I'm just going to put it right out there - the conclusion of this article is not going to surprise anyone.
Still, we've had a few instances this year where a statistical study validates things we think we know, and today we have another one for you. This time, it's the Green Bay Packers' success at drafting players at the offensive "skill positions*," defined as the quarterbacks, running backs, wide receivers, and tight ends.
* I put that term in quotes because, in my opinion, it takes no less skill to play offensive line than receiver. If it were up to me, I would call these "ball-handling players."
For an example, think about the excellent track record that the Packers have in drafting wide receivers over the past decade. Greg Jennings, Jordy Nelson, and Randall Cobb were all second-round draft picks, while James Jones was a third-rounder. Every one of the first three has been to at least one Pro Bowl, and Jones had some very good years of his own as a complementary piece.
At running back, the Packers got a great deal of value out of a sixth-round pick in James Starks, and Eddie Lacy has been more than worth his second-round draft price from two years ago.
Oh, and there's that Aaron Rodgers guy, picked 24th overall. That worked out okay.
That's the anecdotal stuff, though. How about some hard numbers to back it up?
The study breaking this down comes from NumberFire, who looked at the value of the draft picks used on players at the aforementioned "skill positions" since 2000, ranking the teams one through 32 according to the classic "Jimmy Johnson draft pick value chart." They compared that ranking to the ranking of each team's draft class based on their "Net Expected Points" (NEP) statistic, which accounts for the overall production of each player to the offense.
Based on the difference between those metrics, the Packers' draft picks have "outperformed" their draft value more than all but one other NFL team since 2000 - that team being the New England Patriots. Since 2000 was the cutoff year, Tom Brady's selection that season in the sixth round of the NFL Draft was included, driving them up to the top of the board.
NumberFire also broke down the analysis by position. The Packers rank in the top 5 at three of the four positions, only missing the cut at tight end. Rodgers helped the Packers finish third among all teams in drafting quarterbacks. At running back, the Packers have invested fewer draft capital than all but two other teams, but still rank in the top half of the NFL in production.
Receiver is where it gets interesting. The Packers actually rank 13th in the highest amount of draft resources put towards the position. However, they are 4th in NEP, meaning that they have hit remarkably well on those selections.
Overall, the Packers' use of draft resources on these "skill positions" is low, with just the 25th-most draft value in the NFL since 2000. This makes sense, as the Packers have been one of the few teams that is consistently in the playoffs every year and traditionally holds first-round picks in the mid-20s or later. However, they have the second-most NEP from those positions, a difference of 23 spots. That difference is one unit less than that of the Patriots, who ranked 28th and 4th respectively.

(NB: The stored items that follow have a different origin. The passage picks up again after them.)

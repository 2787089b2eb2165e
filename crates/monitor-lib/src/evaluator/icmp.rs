//! ICMP reachability checks

use super::CheckOutcome;
use crate::error::CheckError;
use crate::models::IcmpCheck;
use async_trait::async_trait;
use rand::random;
use serde_json::json;
use std::net::IpAddr;
use std::time::Duration;
use surge_ping::{Client, Config, PingIdentifier, PingSequence, ICMP};

/// Sends a single echo request and returns the round-trip time
#[async_trait]
pub trait Pinger: Send + Sync {
    async fn ping(&self, addr: IpAddr, timeout: Duration) -> Result<Duration, CheckError>;
}

/// Pinger backed by raw ICMP sockets.
///
/// Sockets are opened per family on first use; opening them needs
/// `CAP_NET_RAW` or an unprivileged ping group.
#[derive(Default)]
pub struct SurgePinger {
    v4: tokio::sync::OnceCell<Client>,
    v6: tokio::sync::OnceCell<Client>,
}

impl SurgePinger {
    pub fn new() -> Self {
        Self::default()
    }

    async fn client(&self, addr: IpAddr) -> Result<&Client, CheckError> {
        let (cell, kind) = match addr {
            IpAddr::V4(_) => (&self.v4, ICMP::V4),
            IpAddr::V6(_) => (&self.v6, ICMP::V6),
        };
        cell.get_or_try_init(|| async {
            let config = Config::builder().kind(kind).build();
            Client::new(&config)
                .map_err(|e| CheckError::SourceUnavailable(format!("cannot open ICMP socket: {e}")))
        })
        .await
    }
}

#[async_trait]
impl Pinger for SurgePinger {
    async fn ping(&self, addr: IpAddr, timeout: Duration) -> Result<Duration, CheckError> {
        let client = self.client(addr).await?;
        let mut pinger = client.pinger(addr, PingIdentifier(random())).await;
        pinger.timeout(timeout);
        pinger
            .ping(PingSequence(0), &[0; 8])
            .await
            .map(|(_packet, rtt)| rtt)
            .map_err(|e| CheckError::SourceUnavailable(format!("{addr} unreachable: {e}")))
    }
}

pub async fn run(pinger: &dyn Pinger, check: &IcmpCheck) -> Result<CheckOutcome, CheckError> {
    let timeout = Duration::from_secs(check.timeout_secs.max(1));
    let addr = resolve(&check.host).await?;

    match pinger.ping(addr, timeout).await {
        Ok(rtt) => {
            let rtt_ms = rtt.as_millis() as u64;
            Ok(CheckOutcome::success(
                format!("{} reachable in {} ms", check.host, rtt_ms),
                json!({ "address": addr.to_string(), "rtt_ms": rtt_ms }),
            ))
        }
        Err(err) => Ok(CheckOutcome::failure(
            err.to_string(),
            json!({ "address": addr.to_string(), "error": err.to_string() }),
        )),
    }
}

async fn resolve(host: &str) -> Result<IpAddr, CheckError> {
    if let Ok(addr) = host.parse::<IpAddr>() {
        return Ok(addr);
    }
    tokio::net::lookup_host((host, 0))
        .await
        .map_err(|e| CheckError::SourceUnavailable(format!("cannot resolve {host}: {e}")))?
        .next()
        .map(|sock| sock.ip())
        .ok_or_else(|| CheckError::SourceUnavailable(format!("{host} has no addresses")))
}

#[cfg(test)]
mod tests {
    use super::*;

    struct FixedPinger(Result<Duration, ()>);

    #[async_trait]
    impl Pinger for FixedPinger {
        async fn ping(&self, addr: IpAddr, _timeout: Duration) -> Result<Duration, CheckError> {
            self.0
                .map_err(|_| CheckError::SourceUnavailable(format!("{addr} unreachable: timeout")))
        }
    }

    fn check(host: &str) -> IcmpCheck {
        IcmpCheck {
            host: host.to_string(),
            timeout_secs: 1,
        }
    }

    #[tokio::test]
    async fn test_reachable_host() {
        let outcome = run(&FixedPinger(Ok(Duration::from_millis(12))), &check("10.0.0.1"))
            .await
            .unwrap();
        assert!(outcome.succeeded);
        assert_eq!(outcome.message, "10.0.0.1 reachable in 12 ms");
        assert_eq!(outcome.raw["rtt_ms"], 12);
    }

    #[tokio::test]
    async fn test_unreachable_host_fails() {
        let outcome = run(&FixedPinger(Err(())), &check("10.0.0.2")).await.unwrap();
        assert!(!outcome.succeeded);
        assert!(outcome.message.contains("unreachable"));
    }

    #[tokio::test]
    async fn test_resolves_localhost() {
        let addr = resolve("localhost").await.unwrap();
        assert!(addr.is_loopback());
    }
}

What does this mean? In short, Ted Thompson does an excellent job at finding good value in his offensive draft picks, and the coaching staff excels at developing those players into valuable contributors. Furthermore, since the team actually holds on to most of its key contributors rather than letting them get away in free agency, the Packers see more of the NEP that their draft picks contribute than most other teams.